• _Work required_: Return the lines from the start of the data through the line with "use std::net::SocketAddr;". Include both of those lines and no others.

• _Material to process_:
-------------------------

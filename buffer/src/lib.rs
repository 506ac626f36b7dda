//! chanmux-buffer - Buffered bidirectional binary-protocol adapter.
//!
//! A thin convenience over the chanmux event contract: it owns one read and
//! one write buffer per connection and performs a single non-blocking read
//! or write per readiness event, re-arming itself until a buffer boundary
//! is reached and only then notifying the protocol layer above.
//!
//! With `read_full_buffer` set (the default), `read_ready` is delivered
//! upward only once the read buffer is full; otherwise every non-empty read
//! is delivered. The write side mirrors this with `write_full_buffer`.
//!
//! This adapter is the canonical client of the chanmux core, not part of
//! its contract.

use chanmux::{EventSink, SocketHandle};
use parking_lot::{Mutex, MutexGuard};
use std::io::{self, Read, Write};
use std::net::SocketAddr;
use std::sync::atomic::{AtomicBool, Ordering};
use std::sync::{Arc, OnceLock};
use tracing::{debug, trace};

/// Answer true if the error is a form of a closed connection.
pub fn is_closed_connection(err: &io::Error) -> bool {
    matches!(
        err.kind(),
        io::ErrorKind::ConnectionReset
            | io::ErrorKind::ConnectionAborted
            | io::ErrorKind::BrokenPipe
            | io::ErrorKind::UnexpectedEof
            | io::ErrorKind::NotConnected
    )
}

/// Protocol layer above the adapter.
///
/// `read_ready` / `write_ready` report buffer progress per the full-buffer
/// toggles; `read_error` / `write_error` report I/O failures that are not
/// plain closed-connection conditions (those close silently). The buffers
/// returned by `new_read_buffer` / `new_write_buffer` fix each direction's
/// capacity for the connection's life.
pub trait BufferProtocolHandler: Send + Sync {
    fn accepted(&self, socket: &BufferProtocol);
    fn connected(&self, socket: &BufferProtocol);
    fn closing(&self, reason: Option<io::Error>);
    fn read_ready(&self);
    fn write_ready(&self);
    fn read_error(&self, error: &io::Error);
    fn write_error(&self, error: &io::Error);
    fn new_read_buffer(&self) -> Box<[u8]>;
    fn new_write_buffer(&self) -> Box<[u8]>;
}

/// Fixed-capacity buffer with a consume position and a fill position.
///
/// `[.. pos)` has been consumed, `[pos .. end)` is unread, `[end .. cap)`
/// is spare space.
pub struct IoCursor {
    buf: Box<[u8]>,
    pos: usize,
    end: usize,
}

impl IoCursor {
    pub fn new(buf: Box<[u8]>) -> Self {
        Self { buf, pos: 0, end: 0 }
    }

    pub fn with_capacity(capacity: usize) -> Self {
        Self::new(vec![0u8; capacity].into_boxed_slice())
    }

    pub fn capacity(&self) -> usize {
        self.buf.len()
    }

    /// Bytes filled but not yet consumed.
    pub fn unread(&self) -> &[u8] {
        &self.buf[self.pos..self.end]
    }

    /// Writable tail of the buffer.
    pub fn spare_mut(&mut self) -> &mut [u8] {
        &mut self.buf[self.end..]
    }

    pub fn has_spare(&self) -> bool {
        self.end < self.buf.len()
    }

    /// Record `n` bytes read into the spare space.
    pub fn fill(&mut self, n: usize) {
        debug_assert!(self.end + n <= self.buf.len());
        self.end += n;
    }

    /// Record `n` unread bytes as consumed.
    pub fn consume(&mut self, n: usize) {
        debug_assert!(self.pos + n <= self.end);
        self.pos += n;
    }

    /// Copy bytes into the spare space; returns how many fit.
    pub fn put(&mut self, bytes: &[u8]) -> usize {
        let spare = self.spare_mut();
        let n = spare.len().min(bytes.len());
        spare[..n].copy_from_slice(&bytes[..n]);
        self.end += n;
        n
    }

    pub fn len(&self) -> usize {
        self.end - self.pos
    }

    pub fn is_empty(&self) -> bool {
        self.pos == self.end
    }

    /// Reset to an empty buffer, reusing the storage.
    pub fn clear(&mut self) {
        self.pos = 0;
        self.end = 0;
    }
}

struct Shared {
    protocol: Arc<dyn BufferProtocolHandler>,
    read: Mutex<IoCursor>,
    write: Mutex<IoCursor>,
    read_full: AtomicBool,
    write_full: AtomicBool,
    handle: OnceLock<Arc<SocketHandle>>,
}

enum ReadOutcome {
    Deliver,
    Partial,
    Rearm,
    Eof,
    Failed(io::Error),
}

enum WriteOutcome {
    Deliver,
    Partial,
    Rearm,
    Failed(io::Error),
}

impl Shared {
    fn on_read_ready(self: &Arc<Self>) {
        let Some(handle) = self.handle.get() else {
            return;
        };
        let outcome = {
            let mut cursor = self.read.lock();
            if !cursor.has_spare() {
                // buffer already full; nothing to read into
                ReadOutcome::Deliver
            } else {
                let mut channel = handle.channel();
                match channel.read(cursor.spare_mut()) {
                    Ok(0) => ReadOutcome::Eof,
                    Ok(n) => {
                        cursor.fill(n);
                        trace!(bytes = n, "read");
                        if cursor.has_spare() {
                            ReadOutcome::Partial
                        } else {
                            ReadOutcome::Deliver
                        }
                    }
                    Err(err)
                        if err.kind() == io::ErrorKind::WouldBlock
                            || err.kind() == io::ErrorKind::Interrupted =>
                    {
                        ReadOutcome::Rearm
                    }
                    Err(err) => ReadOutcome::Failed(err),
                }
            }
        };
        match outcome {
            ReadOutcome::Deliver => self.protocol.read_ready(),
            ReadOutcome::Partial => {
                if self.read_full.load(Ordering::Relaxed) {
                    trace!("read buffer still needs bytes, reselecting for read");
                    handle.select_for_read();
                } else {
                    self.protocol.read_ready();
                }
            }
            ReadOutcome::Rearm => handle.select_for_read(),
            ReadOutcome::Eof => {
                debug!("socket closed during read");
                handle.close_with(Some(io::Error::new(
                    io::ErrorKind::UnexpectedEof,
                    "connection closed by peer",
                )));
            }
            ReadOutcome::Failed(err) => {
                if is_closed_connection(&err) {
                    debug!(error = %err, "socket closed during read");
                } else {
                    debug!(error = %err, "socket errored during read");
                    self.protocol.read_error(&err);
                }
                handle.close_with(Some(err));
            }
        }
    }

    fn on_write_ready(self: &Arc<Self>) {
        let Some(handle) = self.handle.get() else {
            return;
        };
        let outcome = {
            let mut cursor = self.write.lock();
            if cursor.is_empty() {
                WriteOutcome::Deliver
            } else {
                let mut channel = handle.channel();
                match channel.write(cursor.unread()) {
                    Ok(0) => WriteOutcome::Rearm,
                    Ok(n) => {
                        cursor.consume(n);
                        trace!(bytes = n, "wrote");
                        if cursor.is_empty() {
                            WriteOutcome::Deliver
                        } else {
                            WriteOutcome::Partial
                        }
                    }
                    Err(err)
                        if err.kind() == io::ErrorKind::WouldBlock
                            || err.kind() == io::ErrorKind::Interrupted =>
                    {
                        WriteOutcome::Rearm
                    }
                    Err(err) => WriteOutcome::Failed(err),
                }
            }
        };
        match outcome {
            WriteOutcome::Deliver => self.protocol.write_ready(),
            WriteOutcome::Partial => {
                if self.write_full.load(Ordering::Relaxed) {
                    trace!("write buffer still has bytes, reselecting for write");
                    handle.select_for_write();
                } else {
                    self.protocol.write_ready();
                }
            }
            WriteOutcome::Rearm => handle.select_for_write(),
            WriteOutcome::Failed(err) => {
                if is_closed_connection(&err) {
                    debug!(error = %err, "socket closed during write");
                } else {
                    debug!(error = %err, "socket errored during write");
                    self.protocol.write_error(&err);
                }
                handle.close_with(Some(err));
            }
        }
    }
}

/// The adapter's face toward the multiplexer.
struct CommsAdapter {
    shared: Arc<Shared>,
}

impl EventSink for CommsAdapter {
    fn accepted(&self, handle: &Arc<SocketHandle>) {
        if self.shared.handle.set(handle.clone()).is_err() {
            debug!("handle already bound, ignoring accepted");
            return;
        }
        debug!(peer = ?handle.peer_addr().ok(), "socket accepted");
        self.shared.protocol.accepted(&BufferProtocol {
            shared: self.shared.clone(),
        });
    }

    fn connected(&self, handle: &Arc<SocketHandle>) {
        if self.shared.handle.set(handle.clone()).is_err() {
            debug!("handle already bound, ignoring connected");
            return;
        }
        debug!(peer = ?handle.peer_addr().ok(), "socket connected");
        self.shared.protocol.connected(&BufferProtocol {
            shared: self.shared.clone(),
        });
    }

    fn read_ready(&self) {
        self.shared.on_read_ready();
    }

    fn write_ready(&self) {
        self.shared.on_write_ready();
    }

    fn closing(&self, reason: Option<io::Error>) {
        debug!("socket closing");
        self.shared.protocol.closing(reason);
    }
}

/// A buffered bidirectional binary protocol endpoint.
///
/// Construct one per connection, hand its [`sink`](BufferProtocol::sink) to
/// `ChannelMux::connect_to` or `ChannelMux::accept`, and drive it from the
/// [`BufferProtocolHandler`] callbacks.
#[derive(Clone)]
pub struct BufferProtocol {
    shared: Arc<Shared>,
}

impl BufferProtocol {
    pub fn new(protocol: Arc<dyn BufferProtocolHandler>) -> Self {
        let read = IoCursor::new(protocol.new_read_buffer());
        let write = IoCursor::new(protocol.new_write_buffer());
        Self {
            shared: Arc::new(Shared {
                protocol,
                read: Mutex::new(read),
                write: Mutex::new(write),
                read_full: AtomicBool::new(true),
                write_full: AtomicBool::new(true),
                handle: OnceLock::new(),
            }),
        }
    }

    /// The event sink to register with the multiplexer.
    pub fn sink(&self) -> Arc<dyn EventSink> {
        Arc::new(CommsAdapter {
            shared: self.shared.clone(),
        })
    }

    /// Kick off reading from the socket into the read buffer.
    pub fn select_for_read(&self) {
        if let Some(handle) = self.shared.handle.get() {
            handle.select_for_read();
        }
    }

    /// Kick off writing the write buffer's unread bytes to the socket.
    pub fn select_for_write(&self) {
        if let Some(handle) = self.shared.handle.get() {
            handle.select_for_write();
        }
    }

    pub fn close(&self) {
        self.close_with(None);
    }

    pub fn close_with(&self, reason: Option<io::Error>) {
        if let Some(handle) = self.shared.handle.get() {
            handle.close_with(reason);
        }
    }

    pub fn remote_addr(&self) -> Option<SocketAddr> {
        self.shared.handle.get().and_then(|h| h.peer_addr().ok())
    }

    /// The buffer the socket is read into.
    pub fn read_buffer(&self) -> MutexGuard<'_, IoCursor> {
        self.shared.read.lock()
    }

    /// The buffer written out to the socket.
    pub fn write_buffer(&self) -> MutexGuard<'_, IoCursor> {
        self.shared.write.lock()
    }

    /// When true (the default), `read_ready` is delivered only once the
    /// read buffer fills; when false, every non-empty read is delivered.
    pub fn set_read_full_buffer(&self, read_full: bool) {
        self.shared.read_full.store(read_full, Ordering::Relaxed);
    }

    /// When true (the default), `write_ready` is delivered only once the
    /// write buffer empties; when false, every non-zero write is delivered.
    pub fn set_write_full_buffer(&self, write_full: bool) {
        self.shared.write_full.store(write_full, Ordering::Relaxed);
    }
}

-------------------------

• _Solution for this problem_:
filename buffer/src/lib.rs
repository 506ac626f36b7dda
//! chanmux-buffer - Buffered bidirectional binary-protocol adapter.
//!
//! A thin convenience over the chanmux event contract: it owns one read and
//! one write buffer per connection and performs a single non-blocking read
//! or write per readiness event, re-arming itself until a buffer boundary
//! is reached and only then notifying the protocol layer above.
//!
//! With `read_full_buffer` set (the default), `read_ready` is delivered
//! upward only once the read buffer is full; otherwise every non-empty read
//! is delivered. The write side mirrors this with `write_full_buffer`.
//!
//! This adapter is the canonical client of the chanmux core, not part of
//! its contract.

use chanmux::{EventSink, SocketHandle};
use parking_lot::{Mutex, MutexGuard};
use std::io::{self, Read, Write};
use std::net::SocketAddr;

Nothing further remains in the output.